### What to work on:
Each entry, in full: reproduce it exactly.

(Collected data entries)
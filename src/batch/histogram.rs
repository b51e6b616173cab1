use serde::Serialize;

/// Outcome buckets persisted with every result row.
///
/// The set is part of the results table schema; adding a bucket needs a
/// matching store migration.
#[derive(Debug, Clone, Copy, PartialEq, Eq, Hash)]
pub enum StatusBucket {
    Ok,
    InternalServerError,
    ServiceUnavailable,
    GatewayTimeout,
    Other,
}

impl StatusBucket {
    pub const ALL: [Self; 5] = [
        Self::Ok,
        Self::InternalServerError,
        Self::ServiceUnavailable,
        Self::GatewayTimeout,
        Self::Other,
    ];

    /// Any status without a dedicated bucket falls into [`StatusBucket::Other`].
    #[must_use]
    pub const fn classify(status: u16) -> Self {
        match status {
            200 => Self::Ok,
            500 => Self::InternalServerError,
            503 => Self::ServiceUnavailable,
            504 => Self::GatewayTimeout,
            _ => Self::Other,
        }
    }

    #[must_use]
    pub const fn label(self) -> &'static str {
        match self {
            Self::Ok => "200",
            Self::InternalServerError => "500",
            Self::ServiceUnavailable => "503",
            Self::GatewayTimeout => "504",
            Self::Other => "other",
        }
    }
}

/// Per-batch status counts.
#[derive(Debug, Clone, Copy, Default, PartialEq, Eq, Serialize)]
pub struct StatusHistogram {
    #[serde(rename = "200")]
    ok: u64,
    #[serde(rename = "500")]
    internal_server_error: u64,
    #[serde(rename = "503")]
    service_unavailable: u64,
    #[serde(rename = "504")]
    gateway_timeout: u64,
    other: u64,
}

impl StatusHistogram {
    #[must_use]
    pub const fn from_counts(
        ok: u64,
        internal_server_error: u64,
        service_unavailable: u64,
        gateway_timeout: u64,
        other: u64,
    ) -> Self {
        Self {
            ok,
            internal_server_error,
            service_unavailable,
            gateway_timeout,
            other,
        }
    }

    /// Counts one response and returns the bucket it landed in.
    pub fn record(&mut self, status: u16) -> StatusBucket {
        let bucket = StatusBucket::classify(status);
        let slot = match bucket {
            StatusBucket::Ok => &mut self.ok,
            StatusBucket::InternalServerError => &mut self.internal_server_error,
            StatusBucket::ServiceUnavailable => &mut self.service_unavailable,
            StatusBucket::GatewayTimeout => &mut self.gateway_timeout,
            StatusBucket::Other => &mut self.other,
        };
        *slot = slot.saturating_add(1);
        bucket
    }

    #[must_use]
    pub const fn count(&self, bucket: StatusBucket) -> u64 {
        match bucket {
            StatusBucket::Ok => self.ok,
            StatusBucket::InternalServerError => self.internal_server_error,
            StatusBucket::ServiceUnavailable => self.service_unavailable,
            StatusBucket::GatewayTimeout => self.gateway_timeout,
            StatusBucket::Other => self.other,
        }
    }

    #[must_use]
    pub const fn total(&self) -> u64 {
        self.ok
            .saturating_add(self.internal_server_error)
            .saturating_add(self.service_unavailable)
            .saturating_add(self.gateway_timeout)
            .saturating_add(self.other)
    }
}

### Answer box:
filename src/batch/histogram.rs
repository b51e6b616173cab1
use serde::Serialize;

/// Outcome buckets persisted with every result row.
///
/// The set is part of the results table schema; adding a bucket needs a
/// matching store migration.
#[derive(Debug, Clone, Copy, PartialEq, Eq, Hash)]
pub enum StatusBucket {
    Ok,
    InternalServerError,
    ServiceUnavailable,
    GatewayTimeout,
    Other,
}

impl StatusBucket {
    pub const ALL: [Self; 5] = [
        Self::Ok,
        Self::InternalServerError,
        Self::ServiceUnavailable,
        Self::GatewayTimeout,
        Self::Other,
    ];

    /// Any status without a dedicated bucket falls into [`StatusBucket::Other`].
    #[must_use]
    pub const fn classify(status: u16) -> Self {
        match status {
            200 => Self::Ok,
            500 => Self::InternalServerError,
            503 => Self::ServiceUnavailable,
            504 => Self::GatewayTimeout,
            _ => Self::Other,
        }
    }

    #[must_use]
    pub const fn label(self) -> &'static str {
        match self {
            Self::Ok => "200",
            Self::InternalServerError => "500",
            Self::ServiceUnavailable => "503",
            Self::GatewayTimeout => "504",
            Self::Other => "other",
        }
    }
}

/// Per-batch status counts.
#[derive(Debug, Clone, Copy, Default, PartialEq, Eq, Serialize)]
pub struct StatusHistogram {
    #[serde(rename = "200")]
    ok: u64,
    #[serde(rename = "500")]
    internal_server_error: u64,
    #[serde(rename = "503")]
    service_unavailable: u64,
    #[serde(rename = "504")]
    gateway_timeout: u64,
    other: u64,
}

impl StatusHistogram {
    #[must_use]
    pub const fn from_counts(
        ok: u64,
        internal_server_error: u64,
        service_unavailable: u64,
        gateway_timeout: u64,
        other: u64,
    ) -> Self {
        Self {
            ok,
            internal_server_error,
            service_unavailable,
            gateway_timeout,
            other,
        }
    }

    /// Counts one response and returns the bucket it landed in.
    pub fn record(&mut self, status: u16) -> StatusBucket {
        let bucket = StatusBucket::classify(status);
        let slot = match bucket {
            StatusBucket::Ok => &mut self.ok,
            StatusBucket::InternalServerError => &mut self.internal_server_error,
            StatusBucket::ServiceUnavailable => &mut self.service_unavailable,
            StatusBucket::GatewayTimeout => &mut self.gateway_timeout,
            StatusBucket::Other => &mut self.other,
        };
        *slot = slot.saturating_add(1);
        bucket
    }

    #[must_use]
    pub const fn count(&self, bucket: StatusBucket) -> u64 {
        match bucket {
            StatusBucket::Ok => self.ok,
            StatusBucket::InternalServerError => self.internal_server_error,
            StatusBucket::ServiceUnavailable => self.service_unavailable,
            StatusBucket::GatewayTimeout => self.gateway_timeout,
            StatusBucket::Other => self.other,
        }
    }

    #[must_use]
    pub const fn total(&self) -> u64 {
        self.ok
            .saturating_add(self.internal_server_error)
            .saturating_add(self.service_unavailable)
            .saturating_add(self.gateway_timeout)
            .saturating_add(self.other)
    }
}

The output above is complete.